» GOAL OF THE EXERCISE
Reproduce exactly the span of lines that opens with the line containing "pub mod document;" and closes with the last line of the entries below.

___ DATA EXCERPTS

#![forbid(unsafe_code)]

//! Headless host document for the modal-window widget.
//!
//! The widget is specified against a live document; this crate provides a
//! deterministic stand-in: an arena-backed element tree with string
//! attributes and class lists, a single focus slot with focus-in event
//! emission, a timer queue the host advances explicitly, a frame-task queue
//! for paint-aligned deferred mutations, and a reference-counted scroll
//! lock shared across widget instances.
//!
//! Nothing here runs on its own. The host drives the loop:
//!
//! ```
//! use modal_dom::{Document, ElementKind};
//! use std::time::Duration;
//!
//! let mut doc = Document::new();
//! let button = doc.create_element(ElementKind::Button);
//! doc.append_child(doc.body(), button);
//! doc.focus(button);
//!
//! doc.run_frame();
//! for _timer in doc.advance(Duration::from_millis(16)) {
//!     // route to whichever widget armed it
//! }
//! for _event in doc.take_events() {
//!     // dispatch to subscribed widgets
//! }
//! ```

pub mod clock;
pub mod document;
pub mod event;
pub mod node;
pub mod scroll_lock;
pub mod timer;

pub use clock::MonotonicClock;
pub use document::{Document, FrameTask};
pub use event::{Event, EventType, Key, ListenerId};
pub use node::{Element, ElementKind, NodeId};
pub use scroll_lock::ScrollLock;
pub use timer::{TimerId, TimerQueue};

______

» SOLVED EXERCISE
pub mod document;
pub mod event;
pub mod node;
pub mod scroll_lock;
pub mod timer;

pub use clock::MonotonicClock;
pub use document::{Document, FrameTask};
pub use event::{Event, EventType, Key, ListenerId};
pub use node::{Element, ElementKind, NodeId};
pub use scroll_lock::ScrollLock;
pub use timer::{TimerId, TimerQueue};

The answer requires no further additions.